She flinched, raised her head, and the first thing he saw in her eyes was not horror, not relief, but shame. A sharp, animalistic shame of someone caught doing something disgraceful. She instinctively covered her face with her hand, as if trying to disappear, to dissolve into the July haze. This movement, this victim’s gesture, hit Konstantin harder than any words could.
— Dad, don’t, — she whispered, backing away. — Please, just drive away.
— Get in the car.
— I can’t, you don’t understand…
— Yulya, get in the car!
A car honked behind them.

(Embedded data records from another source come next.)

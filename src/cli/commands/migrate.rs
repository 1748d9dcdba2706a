use crate::cli::utils::output_success;
use crate::cli::OutputFormat;
use crate::config;
use crate::database::DatabaseManager;

pub async fn handle(output_format: OutputFormat) -> anyhow::Result<()> {
    let pool = DatabaseManager::connect(&config::config().database).await?;
    DatabaseManager::migrate(&pool).await?;
    pool.close().await;

    output_success(output_format, "Migrations applied", None)
}
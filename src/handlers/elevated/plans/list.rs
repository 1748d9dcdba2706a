use axum::extract::State;

use crate::app::AppState;
use crate::database::models::Plan;
use crate::middleware::{ApiResponse, ApiResult};
use crate::services::PlanService;

/// GET /admin/plans - plans in display order
pub async fn plan_list(State(state): State<AppState>) -> ApiResult<Vec<Plan>> {
    let plans = PlanService::new(state.store.as_ref()).list().await?;
    Ok(ApiResponse::success(plans))
}
use axum::extract::{Extension, Path, State};

use crate::app::AppState;
use crate::middleware::{ApiResponse, ApiResult, AuthUser};
use crate::services::{TokenDetail, TokenService};

/// GET /resource/:id - a token owned by the caller's organization, with its settings
pub async fn token_show(
    State(state): State<AppState>,
    Extension(caller): Extension<AuthUser>,
    Path(id): Path<String>,
) -> ApiResult<TokenDetail> {
    let detail = TokenService::new(state.store.as_ref(), &caller).show(&id).await?;
    Ok(ApiResponse::success(detail))
}
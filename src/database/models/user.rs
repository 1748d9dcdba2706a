use chrono::{DateTime, Utc};
use serde::{Deserialize, Serialize};
use sqlx::FromRow;

#[derive(Debug, Clone, Serialize, Deserialize, FromRow)]
pub struct User {
    pub id: String,
    pub organization_id: String,
    pub email: String,
    /// MEMBER, ADMIN or SUPER_ADMIN; parsed into `auth::Role` at the edge
    pub role: String,
    pub created_at: DateTime<Utc>,
}
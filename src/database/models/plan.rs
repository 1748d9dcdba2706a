use serde::{Deserialize, Serialize};
use sqlx::FromRow;

#[derive(Debug, Clone, PartialEq, Eq, Serialize, Deserialize, FromRow)]
pub struct Plan {
    pub id: String,
    pub name: String,
    pub sort_order: i32,
}
use axum::response::Json;
use serde_json::{json, Value};

/// GET / - service description
pub async fn root() -> Json<Value> {
    let version = env!("CARGO_PKG_VERSION");

    Json(json!({
        "success": true,
        "data": {
            "name": "TokenLens API",
            "version": version,
            "description": "Organization-scoped ERC20 token analytics backend",
            "endpoints": {
                "home": "/ (public)",
                "health": "/health (public)",
                "tokens": "/tokens (protected)",
                "resource": "/resource/:id, /resource/:id/settings (protected)",
                "admin": "/admin/plans, /admin/plans/reorder (super admin)",
            }
        }
    }))
}
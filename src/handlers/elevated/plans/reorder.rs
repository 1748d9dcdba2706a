use axum::{
    extract::{rejection::JsonRejection, Extension, State},
    Json,
};
use serde_json::{json, Value};

use crate::app::AppState;
use crate::error::ApiError;
use crate::middleware::{ApiResponse, ApiResult, AuthUser};
use crate::services::PlanService;

/// POST /admin/plans/reorder - body `{ "order": ["plan-id", ...] }`.
/// Position in the list becomes the plan's sort_order; applied atomically.
pub async fn plan_reorder(
    State(state): State<AppState>,
    Extension(caller): Extension<AuthUser>,
    payload: Result<Json<Value>, JsonRejection>,
) -> ApiResult<Value> {
    let Json(body) = payload.map_err(|e| ApiError::bad_request(e.body_text()))?;

    let reordered = PlanService::new(state.store.as_ref()).reorder(&body).await?;
    tracing::info!("Plan order replaced by user '{}'", caller.user_id);

    Ok(ApiResponse::success(json!({ "reordered": reordered })))
}
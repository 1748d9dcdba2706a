pub mod auth;
pub mod elevated;
pub mod response;
pub mod validate_user;

pub use auth::{jwt_auth_middleware, AuthUser};
pub use elevated::require_super_admin;
pub use response::{ApiResponse, ApiResult};
pub use validate_user::validate_user_middleware;
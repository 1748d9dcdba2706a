use std::time::Duration;

use sqlx::{postgres::PgPoolOptions, PgPool};
use thiserror::Error;
use tracing::info;

use crate::config::DatabaseConfig;

/// Errors from the storage layer
#[derive(Debug, Error)]
pub enum DatabaseError {
    #[error("Missing configuration: {0}")]
    ConfigMissing(&'static str),

    #[error("Invalid database URL")]
    InvalidDatabaseUrl,

    #[error("Unknown plan: {0}")]
    UnknownPlan(String),

    #[error("Reorder lists {given} plans but {total} exist")]
    IncompleteOrder { given: usize, total: usize },

    #[error("Migration error: {0}")]
    MigrationError(#[from] sqlx::migrate::MigrateError),

    #[error(transparent)]
    Sqlx(#[from] sqlx::Error),
}

/// Builds the Postgres pool backing the service
pub struct DatabaseManager;

impl DatabaseManager {
    /// Create a pool that connects on first use, so the API can start while the
    /// database is still coming up (health reports the outage instead).
    pub fn connect_lazy(config: &DatabaseConfig) -> Result<PgPool, DatabaseError> {
        let url = Self::validate_url(&config.url)?;
        let pool = Self::pool_options(config).connect_lazy(url.as_str())?;

        info!("Configured lazy database pool for {}", Self::redacted(&url));
        Ok(pool)
    }

    /// Create a pool and establish the first connection immediately
    pub async fn connect(config: &DatabaseConfig) -> Result<PgPool, DatabaseError> {
        let url = Self::validate_url(&config.url)?;
        let pool = Self::pool_options(config).connect(url.as_str()).await?;

        info!("Connected database pool to {}", Self::redacted(&url));
        Ok(pool)
    }

    /// Apply the embedded migrations under ./migrations
    pub async fn migrate(pool: &PgPool) -> Result<(), DatabaseError> {
        sqlx::migrate!("./migrations").run(pool).await?;
        info!("Database migrations applied");
        Ok(())
    }

    /// Pings the pool to ensure connectivity
    pub async fn health_check(pool: &PgPool) -> Result<(), DatabaseError> {
        sqlx::query("SELECT 1").execute(pool).await?;
        Ok(())
    }

    fn pool_options(config: &DatabaseConfig) -> PgPoolOptions {
        PgPoolOptions::new()
            .max_connections(config.max_connections)
            .acquire_timeout(Duration::from_secs(config.connection_timeout))
    }

    fn validate_url(raw: &str) -> Result<url::Url, DatabaseError> {
        if raw.trim().is_empty() {
            return Err(DatabaseError::ConfigMissing("DATABASE_URL"));
        }

        let url = url::Url::parse(raw).map_err(|_| DatabaseError::InvalidDatabaseUrl)?;
        match url.scheme() {
            "postgres" | "postgresql" => Ok(url),
            _ => Err(DatabaseError::InvalidDatabaseUrl),
        }
    }

    /// Connection string with the password masked, for logs
    fn redacted(url: &url::Url) -> String {
        let mut url = url.clone();
        if url.password().is_some() {
            let _ = url.set_password(Some("****"));
        }
        url.into()
    }

    /// Quote SQL identifier to prevent injection
    pub(crate) fn quote_identifier(name: &str) -> String {
        format!("\"{}\"", name.replace('"', "\"\""))
    }
}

Someone impatient, someone running late. Someone for whom this scene was just an obstacle on their way home. Konstantin didn’t turn around. He looked at his daughter’s sunken cheeks, her chapped lips, at Bogdan in the carrier. His grandson lay with his head lolling limply, his cheeks red from the heat.
Yulya got into the back seat, clutching her son to her chest, still clenching a handful of coins. Money, pennies — someone’s random charity. Konstantin raised the window, shutting out the city’s heat and the honking of strangers, turned the air conditioning to full blast, and pulled away.
— Where’s the apartment? — he asked, trying to keep his voice steady, though it treacherously cracked. — Where’s the Tucson? Where’s the money I transferred to your account?
Yulya was silent, looking out the window, and Konstantin could see a tear rolling down her cheek in the mirror. Slowly, tiredly, as if she didn’t even have the strength for a proper cry.
— Maxim took it, — she finally forced out. — And Emma Yakovlevna. They took everything. The car, the apartment, the money. They threw us out, Bogdan and me. They said if I resisted, they’d take the child.
— How did they throw you out? The apartment is registered in your name…
— It was, — she swallowed. — Artur, Maxim’s brother, he works at the State Registry, as a registrar. He slipped me some papers a week after I gave birth. He said it was for Bogdan’s registration, a formality. I could barely stand, Dad, the baby was screaming, I didn’t read them properly… And then it turned out the apartment wasn’t mine anymore. A deed of gift to Maxim. I didn’t sign anything like that, Dad, I swear. My signature was there, but I didn’t put it there.
Konstantin turned onto a side street, stopped at the curb, and turned his whole body toward his daughter. Yulya sat hunched over, clutching her son, looking as if she were expecting a blow. Not a physical one, but the stinging “I told you so” that hurts more than any slap.
— How long have you been living like this?
— Two weeks. Under a bridge. There’s a social worker there, her name is Alsu, she showed me a safe spot.
— Two weeks… — he repeated, and those two words contained everything. Fourteen nights under the open sky, fourteen days with an outstretched hand. His grandson in a carrier, in the middle of the summer heat, among indifferent strangers’ faces.
— Dad, I was afraid to come to you. I thought they were watching. Maxim said he had connections everywhere.
— Don’t cry.
Konstantin covered her hand with his own, feeling the sharp bones of her wrist under his fingers.
— Don’t cry. I know what to do with your husband and his mother.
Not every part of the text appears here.